* _Exercise requirements_
Pull each line holding "bool" out of the entries below.

* _Records shown_
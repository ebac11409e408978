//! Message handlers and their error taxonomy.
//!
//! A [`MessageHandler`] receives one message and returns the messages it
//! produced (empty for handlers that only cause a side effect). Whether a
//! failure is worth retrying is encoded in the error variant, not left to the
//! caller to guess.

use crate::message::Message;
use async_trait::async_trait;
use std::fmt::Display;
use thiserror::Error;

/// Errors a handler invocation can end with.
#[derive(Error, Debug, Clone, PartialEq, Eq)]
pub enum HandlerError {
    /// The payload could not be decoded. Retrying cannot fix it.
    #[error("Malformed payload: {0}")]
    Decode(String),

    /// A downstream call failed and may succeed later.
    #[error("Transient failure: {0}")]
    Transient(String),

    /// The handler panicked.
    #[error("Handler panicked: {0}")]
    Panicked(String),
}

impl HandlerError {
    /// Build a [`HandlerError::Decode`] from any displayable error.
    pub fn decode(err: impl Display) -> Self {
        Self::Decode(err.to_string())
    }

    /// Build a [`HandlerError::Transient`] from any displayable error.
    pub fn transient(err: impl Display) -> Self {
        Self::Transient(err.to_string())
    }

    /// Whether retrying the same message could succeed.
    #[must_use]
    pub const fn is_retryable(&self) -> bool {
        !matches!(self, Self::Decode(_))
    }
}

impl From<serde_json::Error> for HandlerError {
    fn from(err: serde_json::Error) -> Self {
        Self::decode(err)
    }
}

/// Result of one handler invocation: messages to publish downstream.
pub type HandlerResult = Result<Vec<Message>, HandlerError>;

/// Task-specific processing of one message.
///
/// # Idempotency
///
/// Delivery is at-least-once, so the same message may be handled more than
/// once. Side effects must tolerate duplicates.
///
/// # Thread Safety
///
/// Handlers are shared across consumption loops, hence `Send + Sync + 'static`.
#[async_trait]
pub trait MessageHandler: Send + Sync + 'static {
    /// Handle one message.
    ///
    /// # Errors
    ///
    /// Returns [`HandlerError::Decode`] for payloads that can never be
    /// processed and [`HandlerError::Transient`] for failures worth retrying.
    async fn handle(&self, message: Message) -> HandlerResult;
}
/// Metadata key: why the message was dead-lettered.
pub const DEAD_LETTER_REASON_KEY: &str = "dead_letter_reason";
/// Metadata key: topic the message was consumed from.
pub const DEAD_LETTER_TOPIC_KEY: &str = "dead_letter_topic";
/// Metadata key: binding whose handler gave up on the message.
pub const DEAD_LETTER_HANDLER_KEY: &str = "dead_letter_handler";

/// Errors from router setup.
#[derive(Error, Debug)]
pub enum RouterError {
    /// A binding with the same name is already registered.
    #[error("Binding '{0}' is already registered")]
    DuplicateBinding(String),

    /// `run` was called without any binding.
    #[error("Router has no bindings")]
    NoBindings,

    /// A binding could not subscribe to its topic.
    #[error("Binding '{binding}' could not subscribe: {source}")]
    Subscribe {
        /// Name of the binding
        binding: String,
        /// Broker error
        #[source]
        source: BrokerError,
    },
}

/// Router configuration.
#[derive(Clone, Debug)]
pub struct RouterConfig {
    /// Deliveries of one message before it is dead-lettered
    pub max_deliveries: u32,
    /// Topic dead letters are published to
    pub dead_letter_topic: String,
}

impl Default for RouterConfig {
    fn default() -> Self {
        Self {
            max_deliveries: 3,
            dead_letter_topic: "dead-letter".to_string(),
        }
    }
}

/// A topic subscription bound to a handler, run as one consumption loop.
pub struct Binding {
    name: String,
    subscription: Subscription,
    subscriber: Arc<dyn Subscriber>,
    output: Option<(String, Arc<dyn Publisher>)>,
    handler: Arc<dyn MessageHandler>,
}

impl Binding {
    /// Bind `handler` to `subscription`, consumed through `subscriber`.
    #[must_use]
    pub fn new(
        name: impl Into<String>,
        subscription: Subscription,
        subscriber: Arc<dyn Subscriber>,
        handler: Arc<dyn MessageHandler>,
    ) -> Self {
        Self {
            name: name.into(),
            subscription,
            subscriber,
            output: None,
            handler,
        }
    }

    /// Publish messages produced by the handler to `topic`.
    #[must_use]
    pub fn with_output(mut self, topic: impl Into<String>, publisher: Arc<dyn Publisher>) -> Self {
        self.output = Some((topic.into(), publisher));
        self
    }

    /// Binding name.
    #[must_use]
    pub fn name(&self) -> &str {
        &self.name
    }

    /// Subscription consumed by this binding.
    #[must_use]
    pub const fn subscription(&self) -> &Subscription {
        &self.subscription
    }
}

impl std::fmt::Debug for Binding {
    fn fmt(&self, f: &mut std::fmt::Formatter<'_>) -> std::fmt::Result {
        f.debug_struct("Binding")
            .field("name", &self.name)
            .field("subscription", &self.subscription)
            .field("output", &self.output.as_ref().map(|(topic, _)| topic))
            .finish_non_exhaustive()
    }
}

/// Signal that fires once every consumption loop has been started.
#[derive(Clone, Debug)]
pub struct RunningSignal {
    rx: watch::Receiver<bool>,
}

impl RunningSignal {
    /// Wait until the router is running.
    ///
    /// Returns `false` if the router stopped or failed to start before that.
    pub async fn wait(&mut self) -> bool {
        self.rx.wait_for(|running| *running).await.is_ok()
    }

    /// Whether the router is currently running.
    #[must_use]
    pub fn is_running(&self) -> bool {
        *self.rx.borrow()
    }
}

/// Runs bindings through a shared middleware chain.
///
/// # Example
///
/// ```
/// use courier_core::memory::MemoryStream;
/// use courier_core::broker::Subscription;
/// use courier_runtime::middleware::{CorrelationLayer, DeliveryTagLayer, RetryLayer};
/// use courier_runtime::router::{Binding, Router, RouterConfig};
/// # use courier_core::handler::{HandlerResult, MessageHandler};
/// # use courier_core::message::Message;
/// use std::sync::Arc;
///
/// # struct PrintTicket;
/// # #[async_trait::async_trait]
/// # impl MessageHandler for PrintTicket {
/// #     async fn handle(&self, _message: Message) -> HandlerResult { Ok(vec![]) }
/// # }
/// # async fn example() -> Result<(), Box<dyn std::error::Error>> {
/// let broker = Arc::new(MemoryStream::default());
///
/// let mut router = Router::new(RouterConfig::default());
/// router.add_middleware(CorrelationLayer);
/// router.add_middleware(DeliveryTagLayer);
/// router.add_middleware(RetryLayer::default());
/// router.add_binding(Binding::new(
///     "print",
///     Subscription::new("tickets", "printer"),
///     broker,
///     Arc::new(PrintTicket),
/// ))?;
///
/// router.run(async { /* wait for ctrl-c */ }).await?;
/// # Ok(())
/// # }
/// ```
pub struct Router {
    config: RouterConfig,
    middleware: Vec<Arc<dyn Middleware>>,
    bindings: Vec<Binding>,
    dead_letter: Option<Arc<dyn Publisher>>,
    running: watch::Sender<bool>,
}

* _Task result_
    pub const fn is_retryable(&self) -> bool {
    rx: watch::Receiver<bool>,
    pub async fn wait(&mut self) -> bool {
    pub fn is_running(&self) -> bool {
    running: watch::Sender<bool>,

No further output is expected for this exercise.